After life fucks you over, it leaves you with the sole responsibility of figuring out the aftermath on your own. Even worse, pain’s threshold knows no bounds.
As you remain stuck consumed by your pain, life has no trouble standing still enabling you to feel your pain. And for as long as you don’t make the choice to heal and move on, you will remain stuck.
Friends? Family? Spouse? — Yes, they can help, but to an extent. Only you can make it right.
Similarly to showing a friend the best way forward, beyond your opinion, you can’t make your friend cross the road. That’s a choice they have to make on their own. Plus, crossing the road is complicated.
Look left, look right, and look left again. And only cross when the robot is green, blah blah. It’s a mental jog that transcends into an intentional choice.
Similar to healing, it’s a mental jog that transcends into moving past your pain. You can’t heal without facing the reality surrounding your trauma and emotions.
The Good Will Hunting film elaborates this so well..
Good Will Hunting is a beautiful film about a smart but troubled young man named Will. Will grew up in different foster homes and suffered physical abuse in three of the foster homes.
Adult Will has been involved in multiple assaults i.e. grand auto theft, impersonating an officer and resisting arrest. He is an ex juvie convict and he is on trial for another assault.
Bad guy so far, right?
Well, I like to think that the story was named Good Will Hunting, emphasis on good, because Will is not a bad guy. He is just stuck in his upbringing repeating its violence. And until he moves past it, his past remains the centre of his reality.
Moving past experiences with a painful impact is not easy, I know that. So, I am not writing this to tell you to “just do it”.
Will Hunting is a smart man. Untangling his life or remaining stuck is not a conundrum I would attribute to him as he is smart enough to make good choices.
When life appears to be plain, stupid and unsatisfying to his brilliant mind, Will logically explains his reality away.
He is aware of the trauma his awful childhood caused him. And yet, this does not make him want to take advantage of the out-of-jail conditional therapy he is being afforded.
He is convinced that people lack the capacity to understand the reality of who he is and his pain. Smarter than all his friends combined, Will is a janitor, mostly because of his self-limiting self-worth, which he logically explains away.
Will Hunting’s pain
Though Will makes the most of his everyday normal obligations, he also lives with the pain his childhood inflicted on him. In fact, his pain is what stops him from being actively ambitious.
Just like the time he dumped his girlfriend, who, compared to other people in his life, challenged him mentally. Will dumped his girlfriend because she confessed her love for him and asked him to move away with her to California.
This particular scene shows how Will’s past experiences interplay in his present life, clouding his intrapersonal views. It is evident that, though Will is doing relatively okay, pain still lingers in mind. He sees himself through the lens of his childhood experiences.
Unlovable.
Will and his fears
Finally in a relationship that’s forcing him to confront his fears, Will tells his therapist that he is scared his girlfriend is too perfect. He is weary of the moment she will start to look like everyone else.

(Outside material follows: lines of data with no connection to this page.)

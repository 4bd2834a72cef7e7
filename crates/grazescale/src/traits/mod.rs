use image::{GrayImage, RgbImage};
use crate::{
    detection::Detection,
    error::Result,
    types::Contour,
};

/// Trait for photo enhancement steps run before detection
pub trait ImageEnhancer: Send + Sync {
    /// Enhance the image; implementations must keep its dimensions
    fn enhance(&self, image: &RgbImage) -> Result<RgbImage>;
}

/// Trait for binary mask clean-up steps
pub trait MaskCleaner: Send + Sync {
    /// Clean a binary mask (non-zero = foreground)
    fn clean(&self, mask: &GrayImage) -> Result<GrayImage>;
}

/// Trait for contour extraction algorithms
pub trait ContourExtractor: Send + Sync {
    /// Extract the outer contours of a binary mask
    fn extract_contours(&self, mask: &GrayImage) -> Result<Vec<Contour>>;
}

/// The detection/segmentation collaborator.
///
/// Returns the livestock instances found in `image` whose score is at least
/// `confidence_threshold`. An empty vector means nothing was detected.
pub trait LivestockDetector: Send + Sync {
    fn detect(&self, image: &RgbImage, confidence_threshold: f32) -> Result<Vec<Detection>>;
}

impl<D: LivestockDetector + ?Sized> LivestockDetector for Box<D> {
    fn detect(&self, image: &RgbImage, confidence_threshold: f32) -> Result<Vec<Detection>> {
        (**self).detect(image, confidence_threshold)
    }
}
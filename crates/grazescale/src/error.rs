use thiserror::Error;

#[derive(Error, Debug)]
pub enum GrazeError {
    #[error("Failed to load image: {0}")]
    ImageLoad(#[from] image::ImageError),

    #[error("Mask is {mask_width}x{mask_height} but the image is {image_width}x{image_height}")]
    MaskDimensionMismatch {
        mask_width: u32,
        mask_height: u32,
        image_width: u32,
        image_height: u32,
    },

    #[error("Reference object area must be a positive number, got {0}")]
    InvalidReferenceArea(f64),

    #[error("Unknown species: {0}")]
    UnknownSpecies(String),

    #[error("Detection failed: {0}")]
    Detection(String),

    #[error("Serialization error: {0}")]
    Serialization(#[from] serde_json::Error),

    #[error("IO error: {0}")]
    Io(#[from] std::io::Error),
}

pub type Result<T> = std::result::Result<T, GrazeError>;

To which, his therapist tells him that perhaps he is not afraid of his girlfriend not being perfect. Perhaps he is scared he will stop being perfect and she will see through him.
Will, smart as he is, lives his life afraid of the moment it will crumble. After all, he still exhibits the violence he grew up exposed to. In spite of his enormous book knowledge, Will is still a little abused boy who never received loved.
And now, as an adult, rationality and logic makes more sense than love. How could he suddenly be loved?
It does not have to be this way for Will though. Especially because pain does heal with time, but only if you are doing something for it to heal.
Will’s experiences are also valid. He has every right to be angry and not trust people. But also, his experiences do not, in any way, assert that he will never be loved. On the contrary, Skylar loves him.
He just feels undeserving of the love unable to see past his childhood life.
Only you can set the will for healing – “Your move chief“
We see the first gleam of hope and self-introspection when Will has a second unconventional session with his therapist.
The therapist highlights to Will that in spite of his genius and his book knowledge, he is still a little boy afraid of himself and of confronting himself in the the way life truly requires.
In fact, Will is so smart that he is able to read texts and make sense of how they apply to real life. But he lacks the courage to apply these learned lessons to his life and finally grow into himself.
He sees the world through narrow lenses harbouring his pain and experiences. Instead of using his mind to take charge of his future, he uses his mind to convince himself he is okay, and he is above anyone’s help.
His mind and his horrible experiences have somehow come together to weave an intense reality that’s filled with knowledge and logic but lack emotional intelligence.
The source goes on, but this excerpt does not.